§ **Required action**:
Include in the output exactly the lines from the opening of the data through the line containing "pub const TEST_ADMIN_NUMBER: &str", and nothing more.

§ **Excerpted data**:
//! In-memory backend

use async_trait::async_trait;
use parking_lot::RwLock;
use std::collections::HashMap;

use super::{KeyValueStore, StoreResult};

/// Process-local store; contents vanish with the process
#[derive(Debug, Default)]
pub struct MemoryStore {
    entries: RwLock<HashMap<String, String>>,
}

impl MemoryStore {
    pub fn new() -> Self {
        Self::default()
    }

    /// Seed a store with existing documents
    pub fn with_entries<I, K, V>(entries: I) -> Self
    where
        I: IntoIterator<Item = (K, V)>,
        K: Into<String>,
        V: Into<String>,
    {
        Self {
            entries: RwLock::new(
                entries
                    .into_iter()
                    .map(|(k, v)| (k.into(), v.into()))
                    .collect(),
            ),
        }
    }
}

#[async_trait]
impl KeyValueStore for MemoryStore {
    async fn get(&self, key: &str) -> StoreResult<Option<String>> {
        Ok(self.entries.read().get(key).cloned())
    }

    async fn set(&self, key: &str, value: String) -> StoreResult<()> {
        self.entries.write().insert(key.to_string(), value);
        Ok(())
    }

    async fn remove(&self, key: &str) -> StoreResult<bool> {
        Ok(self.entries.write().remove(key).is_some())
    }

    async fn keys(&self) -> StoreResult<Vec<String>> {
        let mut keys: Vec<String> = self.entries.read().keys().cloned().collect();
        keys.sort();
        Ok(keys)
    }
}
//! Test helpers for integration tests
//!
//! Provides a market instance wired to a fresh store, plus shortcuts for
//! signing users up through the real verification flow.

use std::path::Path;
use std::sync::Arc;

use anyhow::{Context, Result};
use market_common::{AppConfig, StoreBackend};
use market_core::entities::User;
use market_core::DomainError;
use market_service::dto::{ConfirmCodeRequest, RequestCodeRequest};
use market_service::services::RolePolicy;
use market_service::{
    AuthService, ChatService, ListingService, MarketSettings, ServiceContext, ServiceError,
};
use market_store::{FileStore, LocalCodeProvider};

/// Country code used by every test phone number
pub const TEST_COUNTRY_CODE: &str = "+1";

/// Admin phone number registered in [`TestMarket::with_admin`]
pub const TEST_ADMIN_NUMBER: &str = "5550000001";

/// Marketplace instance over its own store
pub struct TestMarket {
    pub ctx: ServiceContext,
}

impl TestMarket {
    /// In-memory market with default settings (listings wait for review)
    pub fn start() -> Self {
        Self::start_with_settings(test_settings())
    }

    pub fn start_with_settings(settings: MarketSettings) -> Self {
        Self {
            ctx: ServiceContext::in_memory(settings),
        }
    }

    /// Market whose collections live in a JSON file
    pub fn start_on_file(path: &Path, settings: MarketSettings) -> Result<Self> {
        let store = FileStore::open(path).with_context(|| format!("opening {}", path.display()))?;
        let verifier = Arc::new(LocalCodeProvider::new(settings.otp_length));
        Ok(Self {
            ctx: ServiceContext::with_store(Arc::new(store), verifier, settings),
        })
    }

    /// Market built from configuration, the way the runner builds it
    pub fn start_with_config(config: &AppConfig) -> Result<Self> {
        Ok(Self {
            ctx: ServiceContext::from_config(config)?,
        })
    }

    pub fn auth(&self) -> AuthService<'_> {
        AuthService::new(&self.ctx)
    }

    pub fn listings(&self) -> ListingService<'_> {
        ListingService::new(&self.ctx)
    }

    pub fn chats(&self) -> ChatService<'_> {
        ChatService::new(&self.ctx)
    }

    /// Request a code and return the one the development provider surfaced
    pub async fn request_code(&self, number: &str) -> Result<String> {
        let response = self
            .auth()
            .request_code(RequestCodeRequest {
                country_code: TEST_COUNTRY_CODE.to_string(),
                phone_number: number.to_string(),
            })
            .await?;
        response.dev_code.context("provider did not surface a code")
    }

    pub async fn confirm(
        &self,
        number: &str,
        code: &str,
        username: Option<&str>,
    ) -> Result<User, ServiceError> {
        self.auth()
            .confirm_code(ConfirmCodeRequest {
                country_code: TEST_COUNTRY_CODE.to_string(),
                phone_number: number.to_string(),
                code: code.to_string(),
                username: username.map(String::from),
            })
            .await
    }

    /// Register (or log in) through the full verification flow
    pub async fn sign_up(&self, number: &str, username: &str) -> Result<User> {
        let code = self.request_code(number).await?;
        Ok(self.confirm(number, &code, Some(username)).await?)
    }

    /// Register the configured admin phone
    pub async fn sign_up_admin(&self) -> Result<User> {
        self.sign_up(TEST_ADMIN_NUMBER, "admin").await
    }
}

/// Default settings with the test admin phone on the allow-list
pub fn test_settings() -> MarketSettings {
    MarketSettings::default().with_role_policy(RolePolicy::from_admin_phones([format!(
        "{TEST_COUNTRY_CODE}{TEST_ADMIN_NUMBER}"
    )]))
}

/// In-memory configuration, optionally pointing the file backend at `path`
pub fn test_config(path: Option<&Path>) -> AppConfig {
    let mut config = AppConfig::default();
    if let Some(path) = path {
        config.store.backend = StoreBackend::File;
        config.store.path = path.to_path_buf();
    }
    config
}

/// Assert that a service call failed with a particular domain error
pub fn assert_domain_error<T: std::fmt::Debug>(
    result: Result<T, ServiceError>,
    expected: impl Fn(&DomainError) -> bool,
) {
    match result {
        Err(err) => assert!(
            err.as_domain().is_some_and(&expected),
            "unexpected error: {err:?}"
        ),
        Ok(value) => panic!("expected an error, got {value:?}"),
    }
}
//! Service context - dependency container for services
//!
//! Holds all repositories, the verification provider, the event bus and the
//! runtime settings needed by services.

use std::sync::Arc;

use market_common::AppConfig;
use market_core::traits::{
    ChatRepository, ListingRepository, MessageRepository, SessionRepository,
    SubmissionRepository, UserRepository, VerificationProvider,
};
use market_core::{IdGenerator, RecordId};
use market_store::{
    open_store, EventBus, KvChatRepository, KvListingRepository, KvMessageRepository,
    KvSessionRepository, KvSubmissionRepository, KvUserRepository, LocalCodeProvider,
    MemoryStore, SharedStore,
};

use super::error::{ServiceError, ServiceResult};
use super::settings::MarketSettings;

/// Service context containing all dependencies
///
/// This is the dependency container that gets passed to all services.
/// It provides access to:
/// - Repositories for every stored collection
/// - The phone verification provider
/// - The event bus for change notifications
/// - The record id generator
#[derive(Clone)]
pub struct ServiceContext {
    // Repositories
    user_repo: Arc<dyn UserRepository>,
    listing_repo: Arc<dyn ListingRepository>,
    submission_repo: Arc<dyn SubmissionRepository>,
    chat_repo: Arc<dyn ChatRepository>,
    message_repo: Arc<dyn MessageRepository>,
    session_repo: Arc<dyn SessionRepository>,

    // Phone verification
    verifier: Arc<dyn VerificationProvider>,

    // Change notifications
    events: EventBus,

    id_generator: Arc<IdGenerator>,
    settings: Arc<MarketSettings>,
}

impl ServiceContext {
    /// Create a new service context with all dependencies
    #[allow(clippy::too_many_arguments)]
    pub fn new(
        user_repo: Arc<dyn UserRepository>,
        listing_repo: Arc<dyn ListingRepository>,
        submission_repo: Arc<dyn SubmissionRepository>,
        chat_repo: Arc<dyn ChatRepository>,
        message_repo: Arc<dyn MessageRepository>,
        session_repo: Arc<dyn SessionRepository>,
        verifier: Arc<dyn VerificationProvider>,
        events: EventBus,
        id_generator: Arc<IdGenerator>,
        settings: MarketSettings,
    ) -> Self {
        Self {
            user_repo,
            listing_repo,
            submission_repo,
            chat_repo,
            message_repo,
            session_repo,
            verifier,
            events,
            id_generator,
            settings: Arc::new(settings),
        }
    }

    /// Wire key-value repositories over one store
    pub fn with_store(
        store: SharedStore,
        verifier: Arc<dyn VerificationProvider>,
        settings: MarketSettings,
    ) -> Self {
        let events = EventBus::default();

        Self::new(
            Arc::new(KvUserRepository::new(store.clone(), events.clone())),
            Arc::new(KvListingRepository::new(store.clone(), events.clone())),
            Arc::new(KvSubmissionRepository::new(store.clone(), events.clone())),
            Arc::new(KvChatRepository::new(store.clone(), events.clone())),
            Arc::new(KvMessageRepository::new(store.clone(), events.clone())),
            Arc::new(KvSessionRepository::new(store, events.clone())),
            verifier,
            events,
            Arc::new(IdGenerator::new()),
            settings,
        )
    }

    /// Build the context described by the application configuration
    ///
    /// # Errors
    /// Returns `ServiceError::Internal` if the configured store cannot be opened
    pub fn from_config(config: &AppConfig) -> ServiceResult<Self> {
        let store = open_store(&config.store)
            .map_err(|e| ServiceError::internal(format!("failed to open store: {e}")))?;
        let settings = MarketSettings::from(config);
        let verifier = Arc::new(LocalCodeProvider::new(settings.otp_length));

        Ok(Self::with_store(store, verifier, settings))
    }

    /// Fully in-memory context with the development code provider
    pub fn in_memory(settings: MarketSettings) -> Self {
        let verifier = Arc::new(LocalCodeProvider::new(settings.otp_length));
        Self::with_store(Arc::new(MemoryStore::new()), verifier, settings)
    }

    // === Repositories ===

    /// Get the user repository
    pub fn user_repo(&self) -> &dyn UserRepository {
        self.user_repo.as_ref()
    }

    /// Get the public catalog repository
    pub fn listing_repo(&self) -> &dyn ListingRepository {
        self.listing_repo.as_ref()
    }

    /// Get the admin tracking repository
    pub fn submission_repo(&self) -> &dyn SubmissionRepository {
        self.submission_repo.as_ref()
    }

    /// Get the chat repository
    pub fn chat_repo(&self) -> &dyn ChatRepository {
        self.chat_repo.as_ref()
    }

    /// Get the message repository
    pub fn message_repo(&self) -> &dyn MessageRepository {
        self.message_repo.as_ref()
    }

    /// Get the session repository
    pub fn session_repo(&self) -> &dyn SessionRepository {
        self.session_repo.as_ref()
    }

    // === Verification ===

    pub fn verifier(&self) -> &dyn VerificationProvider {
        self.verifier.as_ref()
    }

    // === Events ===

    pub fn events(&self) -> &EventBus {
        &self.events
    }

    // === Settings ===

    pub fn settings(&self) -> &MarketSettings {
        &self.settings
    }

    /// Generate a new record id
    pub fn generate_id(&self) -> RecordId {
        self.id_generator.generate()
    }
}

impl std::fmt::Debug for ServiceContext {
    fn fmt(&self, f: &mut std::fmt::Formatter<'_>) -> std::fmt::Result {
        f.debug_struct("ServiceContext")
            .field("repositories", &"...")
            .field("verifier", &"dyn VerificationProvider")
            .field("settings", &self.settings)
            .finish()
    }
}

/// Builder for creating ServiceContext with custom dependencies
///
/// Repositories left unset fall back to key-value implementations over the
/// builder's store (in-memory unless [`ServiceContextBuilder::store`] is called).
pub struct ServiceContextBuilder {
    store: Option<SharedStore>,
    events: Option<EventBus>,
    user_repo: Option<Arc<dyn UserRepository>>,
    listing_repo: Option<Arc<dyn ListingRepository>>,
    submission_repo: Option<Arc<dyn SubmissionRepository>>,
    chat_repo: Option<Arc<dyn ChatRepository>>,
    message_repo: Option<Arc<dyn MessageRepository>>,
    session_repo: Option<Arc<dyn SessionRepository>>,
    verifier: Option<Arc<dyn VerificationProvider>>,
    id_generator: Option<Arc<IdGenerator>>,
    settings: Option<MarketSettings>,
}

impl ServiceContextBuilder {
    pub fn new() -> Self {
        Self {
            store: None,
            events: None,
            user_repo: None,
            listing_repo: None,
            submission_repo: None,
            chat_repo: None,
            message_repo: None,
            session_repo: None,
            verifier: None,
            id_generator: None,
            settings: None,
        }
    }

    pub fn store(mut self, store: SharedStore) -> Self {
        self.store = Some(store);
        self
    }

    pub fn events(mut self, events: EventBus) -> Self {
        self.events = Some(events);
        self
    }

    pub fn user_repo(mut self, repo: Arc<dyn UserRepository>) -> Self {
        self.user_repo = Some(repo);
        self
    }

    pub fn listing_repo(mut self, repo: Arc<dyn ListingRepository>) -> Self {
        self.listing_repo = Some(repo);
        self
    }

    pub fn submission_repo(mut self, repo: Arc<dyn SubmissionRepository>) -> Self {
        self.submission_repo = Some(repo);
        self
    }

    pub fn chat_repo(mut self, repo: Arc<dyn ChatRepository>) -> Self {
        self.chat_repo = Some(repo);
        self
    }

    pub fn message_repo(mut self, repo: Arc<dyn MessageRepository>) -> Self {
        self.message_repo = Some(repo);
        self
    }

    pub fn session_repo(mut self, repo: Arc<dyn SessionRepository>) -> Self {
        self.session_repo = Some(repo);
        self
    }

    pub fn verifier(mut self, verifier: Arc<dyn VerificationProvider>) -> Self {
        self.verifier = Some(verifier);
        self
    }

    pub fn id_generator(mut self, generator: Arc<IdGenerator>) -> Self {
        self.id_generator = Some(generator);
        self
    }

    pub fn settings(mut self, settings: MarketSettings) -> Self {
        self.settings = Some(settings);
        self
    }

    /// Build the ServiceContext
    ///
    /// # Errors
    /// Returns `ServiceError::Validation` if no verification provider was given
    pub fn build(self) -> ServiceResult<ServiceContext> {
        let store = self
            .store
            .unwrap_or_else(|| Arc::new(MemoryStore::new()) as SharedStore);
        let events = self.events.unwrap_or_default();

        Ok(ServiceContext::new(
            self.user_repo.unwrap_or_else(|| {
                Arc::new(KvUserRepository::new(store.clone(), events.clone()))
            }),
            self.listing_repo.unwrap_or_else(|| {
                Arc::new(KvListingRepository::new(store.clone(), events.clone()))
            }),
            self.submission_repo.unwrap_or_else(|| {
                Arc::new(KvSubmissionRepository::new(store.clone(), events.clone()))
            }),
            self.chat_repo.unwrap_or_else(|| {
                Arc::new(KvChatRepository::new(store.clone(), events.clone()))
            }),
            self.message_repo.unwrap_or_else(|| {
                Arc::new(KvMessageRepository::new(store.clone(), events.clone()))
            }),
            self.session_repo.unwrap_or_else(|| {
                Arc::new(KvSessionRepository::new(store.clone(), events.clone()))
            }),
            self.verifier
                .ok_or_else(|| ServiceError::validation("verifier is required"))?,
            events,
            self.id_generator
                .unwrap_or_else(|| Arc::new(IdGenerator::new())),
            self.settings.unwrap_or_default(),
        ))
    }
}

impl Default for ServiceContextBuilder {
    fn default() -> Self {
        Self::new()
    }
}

§ **Result of this task**:
//! In-memory backend

use async_trait::async_trait;
use parking_lot::RwLock;
use std::collections::HashMap;

use super::{KeyValueStore, StoreResult};

/// Process-local store; contents vanish with the process
#[derive(Debug, Default)]
pub struct MemoryStore {
    entries: RwLock<HashMap<String, String>>,
}

impl MemoryStore {
    pub fn new() -> Self {
        Self::default()
    }

    /// Seed a store with existing documents
    pub fn with_entries<I, K, V>(entries: I) -> Self
    where
        I: IntoIterator<Item = (K, V)>,
        K: Into<String>,
        V: Into<String>,
    {
        Self {
            entries: RwLock::new(
                entries
                    .into_iter()
                    .map(|(k, v)| (k.into(), v.into()))
                    .collect(),
            ),
        }
    }
}

#[async_trait]
impl KeyValueStore for MemoryStore {
    async fn get(&self, key: &str) -> StoreResult<Option<String>> {
        Ok(self.entries.read().get(key).cloned())
    }

    async fn set(&self, key: &str, value: String) -> StoreResult<()> {
        self.entries.write().insert(key.to_string(), value);
        Ok(())
    }

    async fn remove(&self, key: &str) -> StoreResult<bool> {
        Ok(self.entries.write().remove(key).is_some())
    }

    async fn keys(&self) -> StoreResult<Vec<String>> {
        let mut keys: Vec<String> = self.entries.read().keys().cloned().collect();
        keys.sort();
        Ok(keys)
    }
}
//! Test helpers for integration tests
//!
//! Provides a market instance wired to a fresh store, plus shortcuts for
//! signing users up through the real verification flow.

use std::path::Path;
use std::sync::Arc;

use anyhow::{Context, Result};
use market_common::{AppConfig, StoreBackend};
use market_core::entities::User;
use market_core::DomainError;
use market_service::dto::{ConfirmCodeRequest, RequestCodeRequest};
use market_service::services::RolePolicy;
use market_service::{
    AuthService, ChatService, ListingService, MarketSettings, ServiceContext, ServiceError,
};
use market_store::{FileStore, LocalCodeProvider};

/// Country code used by every test phone number
pub const TEST_COUNTRY_CODE: &str = "+1";

/// Admin phone number registered in [`TestMarket::with_admin`]
pub const TEST_ADMIN_NUMBER: &str = "5550000001";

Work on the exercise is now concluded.